Extracted data entries
***

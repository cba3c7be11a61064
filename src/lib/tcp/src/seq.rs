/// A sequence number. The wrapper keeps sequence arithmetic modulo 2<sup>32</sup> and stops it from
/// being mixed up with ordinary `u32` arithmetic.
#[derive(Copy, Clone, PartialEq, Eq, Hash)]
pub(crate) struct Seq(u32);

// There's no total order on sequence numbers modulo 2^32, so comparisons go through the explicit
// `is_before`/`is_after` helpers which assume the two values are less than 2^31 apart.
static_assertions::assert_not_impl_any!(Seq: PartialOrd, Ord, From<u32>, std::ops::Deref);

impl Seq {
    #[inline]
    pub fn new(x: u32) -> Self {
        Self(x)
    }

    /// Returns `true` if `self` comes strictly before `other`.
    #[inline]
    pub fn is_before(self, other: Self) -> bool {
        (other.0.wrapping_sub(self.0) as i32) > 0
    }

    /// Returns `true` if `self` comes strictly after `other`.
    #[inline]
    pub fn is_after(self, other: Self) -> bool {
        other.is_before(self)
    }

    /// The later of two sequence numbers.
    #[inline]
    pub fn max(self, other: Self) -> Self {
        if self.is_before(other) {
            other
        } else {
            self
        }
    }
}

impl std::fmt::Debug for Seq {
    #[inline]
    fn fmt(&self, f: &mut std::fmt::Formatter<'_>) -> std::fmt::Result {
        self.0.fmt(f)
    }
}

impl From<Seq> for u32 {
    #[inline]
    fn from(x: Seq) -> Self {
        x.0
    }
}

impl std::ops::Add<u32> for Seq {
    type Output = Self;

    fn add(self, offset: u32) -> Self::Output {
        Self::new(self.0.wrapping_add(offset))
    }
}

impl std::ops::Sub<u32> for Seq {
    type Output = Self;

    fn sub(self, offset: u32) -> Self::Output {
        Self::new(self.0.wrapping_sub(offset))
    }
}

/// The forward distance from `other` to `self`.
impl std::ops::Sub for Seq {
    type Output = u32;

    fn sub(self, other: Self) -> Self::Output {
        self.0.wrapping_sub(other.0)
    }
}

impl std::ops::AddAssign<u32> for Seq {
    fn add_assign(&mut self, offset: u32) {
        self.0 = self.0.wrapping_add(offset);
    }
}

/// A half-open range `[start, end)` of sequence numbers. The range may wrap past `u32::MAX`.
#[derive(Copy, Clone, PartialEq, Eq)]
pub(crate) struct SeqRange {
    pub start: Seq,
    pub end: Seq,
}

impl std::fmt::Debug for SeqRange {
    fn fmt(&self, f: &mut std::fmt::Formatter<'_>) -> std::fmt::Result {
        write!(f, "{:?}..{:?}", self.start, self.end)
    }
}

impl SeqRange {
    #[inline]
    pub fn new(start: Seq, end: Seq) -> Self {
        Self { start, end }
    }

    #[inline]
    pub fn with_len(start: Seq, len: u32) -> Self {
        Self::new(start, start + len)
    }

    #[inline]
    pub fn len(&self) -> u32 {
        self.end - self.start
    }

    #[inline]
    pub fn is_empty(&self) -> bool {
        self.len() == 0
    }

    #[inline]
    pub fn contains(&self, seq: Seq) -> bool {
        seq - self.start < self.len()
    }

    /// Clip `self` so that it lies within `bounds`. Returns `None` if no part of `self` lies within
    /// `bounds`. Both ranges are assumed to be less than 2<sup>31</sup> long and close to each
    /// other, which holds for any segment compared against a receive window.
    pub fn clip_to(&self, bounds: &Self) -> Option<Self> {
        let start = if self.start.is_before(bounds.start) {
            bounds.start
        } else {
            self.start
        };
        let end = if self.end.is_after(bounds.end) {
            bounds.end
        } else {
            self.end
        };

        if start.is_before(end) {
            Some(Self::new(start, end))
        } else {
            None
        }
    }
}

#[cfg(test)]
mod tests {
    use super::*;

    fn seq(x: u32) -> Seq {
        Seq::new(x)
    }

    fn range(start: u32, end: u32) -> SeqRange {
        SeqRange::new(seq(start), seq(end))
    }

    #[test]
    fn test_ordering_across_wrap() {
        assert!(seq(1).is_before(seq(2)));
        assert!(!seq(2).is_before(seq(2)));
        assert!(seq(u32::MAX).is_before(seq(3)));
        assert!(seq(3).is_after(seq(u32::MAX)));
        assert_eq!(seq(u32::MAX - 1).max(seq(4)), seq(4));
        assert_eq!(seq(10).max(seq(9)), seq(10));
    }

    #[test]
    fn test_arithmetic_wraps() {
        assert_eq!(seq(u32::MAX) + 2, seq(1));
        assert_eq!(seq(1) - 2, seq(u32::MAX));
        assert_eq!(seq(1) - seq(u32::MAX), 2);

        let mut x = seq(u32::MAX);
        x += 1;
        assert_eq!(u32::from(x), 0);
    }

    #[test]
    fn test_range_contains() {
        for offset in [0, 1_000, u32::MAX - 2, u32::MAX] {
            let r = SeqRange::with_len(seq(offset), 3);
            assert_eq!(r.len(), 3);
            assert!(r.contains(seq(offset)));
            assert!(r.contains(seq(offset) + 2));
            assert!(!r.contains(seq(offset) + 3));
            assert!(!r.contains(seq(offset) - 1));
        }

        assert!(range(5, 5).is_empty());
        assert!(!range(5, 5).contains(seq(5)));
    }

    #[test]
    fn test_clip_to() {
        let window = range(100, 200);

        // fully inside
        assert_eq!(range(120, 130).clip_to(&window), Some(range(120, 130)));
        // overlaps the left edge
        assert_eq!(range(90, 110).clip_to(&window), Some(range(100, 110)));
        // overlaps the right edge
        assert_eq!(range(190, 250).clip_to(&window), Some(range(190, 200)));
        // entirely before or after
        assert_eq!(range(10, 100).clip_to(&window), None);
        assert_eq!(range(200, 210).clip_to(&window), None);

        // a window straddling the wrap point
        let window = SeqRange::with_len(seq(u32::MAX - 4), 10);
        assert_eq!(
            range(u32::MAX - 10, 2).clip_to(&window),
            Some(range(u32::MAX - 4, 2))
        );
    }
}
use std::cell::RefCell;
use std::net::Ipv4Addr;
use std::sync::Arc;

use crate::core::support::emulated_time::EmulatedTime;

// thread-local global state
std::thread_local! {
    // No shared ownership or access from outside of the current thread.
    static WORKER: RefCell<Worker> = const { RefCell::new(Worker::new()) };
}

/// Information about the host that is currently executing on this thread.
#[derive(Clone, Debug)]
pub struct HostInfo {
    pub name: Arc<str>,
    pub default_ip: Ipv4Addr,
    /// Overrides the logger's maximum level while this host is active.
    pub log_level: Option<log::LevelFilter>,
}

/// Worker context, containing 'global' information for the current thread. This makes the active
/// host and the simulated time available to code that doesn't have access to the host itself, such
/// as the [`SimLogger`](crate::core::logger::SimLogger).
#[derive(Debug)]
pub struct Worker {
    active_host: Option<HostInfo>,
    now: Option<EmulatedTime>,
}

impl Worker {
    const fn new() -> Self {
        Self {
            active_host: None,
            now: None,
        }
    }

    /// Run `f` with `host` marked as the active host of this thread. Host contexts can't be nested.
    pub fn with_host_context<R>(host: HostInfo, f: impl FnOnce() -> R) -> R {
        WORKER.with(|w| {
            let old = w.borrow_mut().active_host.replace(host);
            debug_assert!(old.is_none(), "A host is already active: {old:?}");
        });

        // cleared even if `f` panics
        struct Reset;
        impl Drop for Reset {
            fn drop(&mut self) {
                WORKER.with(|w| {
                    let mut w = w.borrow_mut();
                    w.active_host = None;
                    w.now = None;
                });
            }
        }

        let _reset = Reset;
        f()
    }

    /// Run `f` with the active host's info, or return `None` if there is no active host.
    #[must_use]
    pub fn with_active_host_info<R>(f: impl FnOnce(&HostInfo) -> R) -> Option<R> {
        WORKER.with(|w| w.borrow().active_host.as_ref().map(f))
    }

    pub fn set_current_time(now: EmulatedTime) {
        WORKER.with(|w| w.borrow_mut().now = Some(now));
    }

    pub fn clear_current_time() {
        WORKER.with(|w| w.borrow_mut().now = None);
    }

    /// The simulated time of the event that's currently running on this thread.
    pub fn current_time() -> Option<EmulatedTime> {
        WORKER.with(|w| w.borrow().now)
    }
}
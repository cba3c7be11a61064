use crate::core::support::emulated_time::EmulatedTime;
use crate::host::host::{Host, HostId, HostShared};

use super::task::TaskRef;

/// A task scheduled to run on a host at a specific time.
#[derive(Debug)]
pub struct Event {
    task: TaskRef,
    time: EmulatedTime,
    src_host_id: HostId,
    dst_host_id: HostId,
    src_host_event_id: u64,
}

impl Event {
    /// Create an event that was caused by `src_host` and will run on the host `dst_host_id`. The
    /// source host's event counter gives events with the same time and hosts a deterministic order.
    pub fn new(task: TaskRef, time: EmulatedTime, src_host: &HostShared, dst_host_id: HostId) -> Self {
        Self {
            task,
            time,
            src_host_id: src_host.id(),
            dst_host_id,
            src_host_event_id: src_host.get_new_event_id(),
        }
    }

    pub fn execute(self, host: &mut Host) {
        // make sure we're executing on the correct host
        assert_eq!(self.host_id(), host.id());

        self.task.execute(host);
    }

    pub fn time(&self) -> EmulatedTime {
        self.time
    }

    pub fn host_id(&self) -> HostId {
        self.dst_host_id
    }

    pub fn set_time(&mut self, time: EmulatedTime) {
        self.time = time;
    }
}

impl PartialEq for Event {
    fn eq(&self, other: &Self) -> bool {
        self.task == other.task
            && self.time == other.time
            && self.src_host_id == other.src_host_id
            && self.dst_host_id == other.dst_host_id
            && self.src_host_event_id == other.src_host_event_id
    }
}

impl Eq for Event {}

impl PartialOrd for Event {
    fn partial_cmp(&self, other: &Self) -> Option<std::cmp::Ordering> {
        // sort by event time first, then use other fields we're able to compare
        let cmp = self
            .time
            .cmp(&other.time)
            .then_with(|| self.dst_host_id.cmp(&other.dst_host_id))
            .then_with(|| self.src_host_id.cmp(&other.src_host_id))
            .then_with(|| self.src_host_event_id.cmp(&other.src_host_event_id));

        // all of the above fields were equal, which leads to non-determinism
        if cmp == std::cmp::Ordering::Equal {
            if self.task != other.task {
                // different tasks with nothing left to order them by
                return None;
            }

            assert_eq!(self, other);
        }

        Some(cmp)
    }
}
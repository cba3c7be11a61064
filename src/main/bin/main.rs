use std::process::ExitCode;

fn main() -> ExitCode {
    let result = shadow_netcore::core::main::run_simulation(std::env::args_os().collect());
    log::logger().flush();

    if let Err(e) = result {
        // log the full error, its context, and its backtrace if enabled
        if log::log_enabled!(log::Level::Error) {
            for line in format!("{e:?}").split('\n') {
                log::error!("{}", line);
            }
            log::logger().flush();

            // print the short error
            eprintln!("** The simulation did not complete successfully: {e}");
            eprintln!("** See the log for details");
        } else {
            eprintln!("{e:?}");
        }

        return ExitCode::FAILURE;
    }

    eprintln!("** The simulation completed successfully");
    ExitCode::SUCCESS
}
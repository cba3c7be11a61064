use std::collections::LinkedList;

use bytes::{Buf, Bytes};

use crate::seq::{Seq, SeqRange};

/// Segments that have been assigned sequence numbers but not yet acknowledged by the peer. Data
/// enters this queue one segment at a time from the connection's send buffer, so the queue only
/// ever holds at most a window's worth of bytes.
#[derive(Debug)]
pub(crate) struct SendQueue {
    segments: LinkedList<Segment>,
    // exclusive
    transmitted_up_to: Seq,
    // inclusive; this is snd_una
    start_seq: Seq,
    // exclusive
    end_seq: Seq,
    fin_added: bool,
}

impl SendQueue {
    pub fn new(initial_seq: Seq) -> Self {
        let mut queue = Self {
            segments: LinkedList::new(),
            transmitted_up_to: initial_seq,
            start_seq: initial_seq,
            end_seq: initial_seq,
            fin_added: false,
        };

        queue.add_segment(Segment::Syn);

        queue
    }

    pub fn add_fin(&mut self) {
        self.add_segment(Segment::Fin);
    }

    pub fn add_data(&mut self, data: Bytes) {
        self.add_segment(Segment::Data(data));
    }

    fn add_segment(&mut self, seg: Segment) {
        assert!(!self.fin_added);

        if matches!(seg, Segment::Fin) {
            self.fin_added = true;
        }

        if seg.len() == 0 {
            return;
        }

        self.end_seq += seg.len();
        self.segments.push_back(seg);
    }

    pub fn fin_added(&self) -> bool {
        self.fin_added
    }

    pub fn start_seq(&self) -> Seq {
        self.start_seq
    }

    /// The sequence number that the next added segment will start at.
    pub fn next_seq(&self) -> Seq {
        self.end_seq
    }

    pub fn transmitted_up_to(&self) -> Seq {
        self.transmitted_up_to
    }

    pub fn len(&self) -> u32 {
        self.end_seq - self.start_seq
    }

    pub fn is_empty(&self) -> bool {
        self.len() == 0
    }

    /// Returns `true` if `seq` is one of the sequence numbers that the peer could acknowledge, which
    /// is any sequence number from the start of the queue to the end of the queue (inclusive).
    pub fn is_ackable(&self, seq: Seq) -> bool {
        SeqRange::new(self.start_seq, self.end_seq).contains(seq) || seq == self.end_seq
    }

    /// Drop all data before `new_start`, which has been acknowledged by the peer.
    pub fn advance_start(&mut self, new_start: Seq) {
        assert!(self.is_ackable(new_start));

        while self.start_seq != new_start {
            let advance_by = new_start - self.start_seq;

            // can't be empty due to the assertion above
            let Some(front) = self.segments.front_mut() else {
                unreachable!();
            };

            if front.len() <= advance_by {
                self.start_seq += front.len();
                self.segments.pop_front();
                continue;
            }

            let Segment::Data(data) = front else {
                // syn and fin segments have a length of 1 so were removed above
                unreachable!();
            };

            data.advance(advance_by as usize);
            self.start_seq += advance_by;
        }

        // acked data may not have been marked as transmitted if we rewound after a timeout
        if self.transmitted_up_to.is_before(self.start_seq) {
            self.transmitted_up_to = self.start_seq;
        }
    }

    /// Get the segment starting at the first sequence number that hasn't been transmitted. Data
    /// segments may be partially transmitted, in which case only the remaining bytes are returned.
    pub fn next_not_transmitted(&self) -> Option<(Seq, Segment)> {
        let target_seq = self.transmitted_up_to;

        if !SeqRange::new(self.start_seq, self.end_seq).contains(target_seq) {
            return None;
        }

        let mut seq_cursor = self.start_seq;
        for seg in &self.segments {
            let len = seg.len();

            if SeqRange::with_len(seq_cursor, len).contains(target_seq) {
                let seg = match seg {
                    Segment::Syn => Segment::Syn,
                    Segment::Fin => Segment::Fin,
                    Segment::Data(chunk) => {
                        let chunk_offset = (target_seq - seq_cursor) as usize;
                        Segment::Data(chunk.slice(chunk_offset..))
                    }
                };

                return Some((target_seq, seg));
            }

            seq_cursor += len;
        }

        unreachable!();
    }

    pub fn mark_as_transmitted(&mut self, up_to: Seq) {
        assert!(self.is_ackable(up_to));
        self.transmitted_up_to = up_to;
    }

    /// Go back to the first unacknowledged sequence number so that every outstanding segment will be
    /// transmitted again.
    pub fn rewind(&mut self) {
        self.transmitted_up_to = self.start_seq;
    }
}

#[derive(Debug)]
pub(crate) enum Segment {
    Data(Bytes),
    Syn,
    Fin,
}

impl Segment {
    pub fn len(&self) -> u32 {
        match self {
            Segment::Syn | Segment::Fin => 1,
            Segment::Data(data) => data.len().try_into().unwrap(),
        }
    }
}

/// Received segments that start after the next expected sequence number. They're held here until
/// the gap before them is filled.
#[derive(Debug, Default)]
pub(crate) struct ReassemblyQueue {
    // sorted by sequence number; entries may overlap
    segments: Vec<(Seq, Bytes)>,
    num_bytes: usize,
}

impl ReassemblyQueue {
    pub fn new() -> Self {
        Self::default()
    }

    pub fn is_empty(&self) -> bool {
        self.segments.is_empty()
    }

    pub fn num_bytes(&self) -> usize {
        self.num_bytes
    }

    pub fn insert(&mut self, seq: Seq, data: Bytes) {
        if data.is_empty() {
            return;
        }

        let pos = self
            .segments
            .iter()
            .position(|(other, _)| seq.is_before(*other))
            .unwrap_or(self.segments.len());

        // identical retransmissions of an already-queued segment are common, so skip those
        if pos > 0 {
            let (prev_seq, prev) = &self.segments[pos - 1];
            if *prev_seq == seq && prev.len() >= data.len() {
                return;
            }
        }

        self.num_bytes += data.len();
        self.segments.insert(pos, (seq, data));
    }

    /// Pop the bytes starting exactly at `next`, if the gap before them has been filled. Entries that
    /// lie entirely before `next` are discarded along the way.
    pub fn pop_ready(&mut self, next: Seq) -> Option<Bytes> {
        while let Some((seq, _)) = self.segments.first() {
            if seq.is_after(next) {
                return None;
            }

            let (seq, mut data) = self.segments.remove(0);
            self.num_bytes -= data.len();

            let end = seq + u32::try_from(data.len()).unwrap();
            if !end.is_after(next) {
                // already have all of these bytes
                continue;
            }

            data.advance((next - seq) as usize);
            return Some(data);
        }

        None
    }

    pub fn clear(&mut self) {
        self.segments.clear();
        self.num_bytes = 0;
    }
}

***

WHAT IS NEEDED → Above are the records. Copy the lines beginning at the one that has "executing on this thread." and ending with the one that has "use super::task::TaskRef;", unchanged.

TASK OUTPUT →
/// Information about the host that is currently executing on this thread.
#[derive(Clone, Debug)]
pub struct HostInfo {
    pub name: Arc<str>,
    pub default_ip: Ipv4Addr,
    /// Overrides the logger's maximum level while this host is active.
    pub log_level: Option<log::LevelFilter>,
}

/// Worker context, containing 'global' information for the current thread. This makes the active
/// host and the simulated time available to code that doesn't have access to the host itself, such
/// as the [`SimLogger`](crate::core::logger::SimLogger).
#[derive(Debug)]
pub struct Worker {
    active_host: Option<HostInfo>,
    now: Option<EmulatedTime>,
}

impl Worker {
    const fn new() -> Self {
        Self {
            active_host: None,
            now: None,
        }
    }

    /// Run `f` with `host` marked as the active host of this thread. Host contexts can't be nested.
    pub fn with_host_context<R>(host: HostInfo, f: impl FnOnce() -> R) -> R {
        WORKER.with(|w| {
            let old = w.borrow_mut().active_host.replace(host);
            debug_assert!(old.is_none(), "A host is already active: {old:?}");
        });

        // cleared even if `f` panics
        struct Reset;
        impl Drop for Reset {
            fn drop(&mut self) {
                WORKER.with(|w| {
                    let mut w = w.borrow_mut();
                    w.active_host = None;
                    w.now = None;
                });
            }
        }

        let _reset = Reset;
        f()
    }

    /// Run `f` with the active host's info, or return `None` if there is no active host.
    #[must_use]
    pub fn with_active_host_info<R>(f: impl FnOnce(&HostInfo) -> R) -> Option<R> {
        WORKER.with(|w| w.borrow().active_host.as_ref().map(f))
    }

    pub fn set_current_time(now: EmulatedTime) {
        WORKER.with(|w| w.borrow_mut().now = Some(now));
    }

    pub fn clear_current_time() {
        WORKER.with(|w| w.borrow_mut().now = None);
    }

    /// The simulated time of the event that's currently running on this thread.
    pub fn current_time() -> Option<EmulatedTime> {
        WORKER.with(|w| w.borrow().now)
    }
}
repository cba3c7be11a61064
use crate::core::support::emulated_time::EmulatedTime;
use crate::host::host::{Host, HostId, HostShared};

use super::task::TaskRef;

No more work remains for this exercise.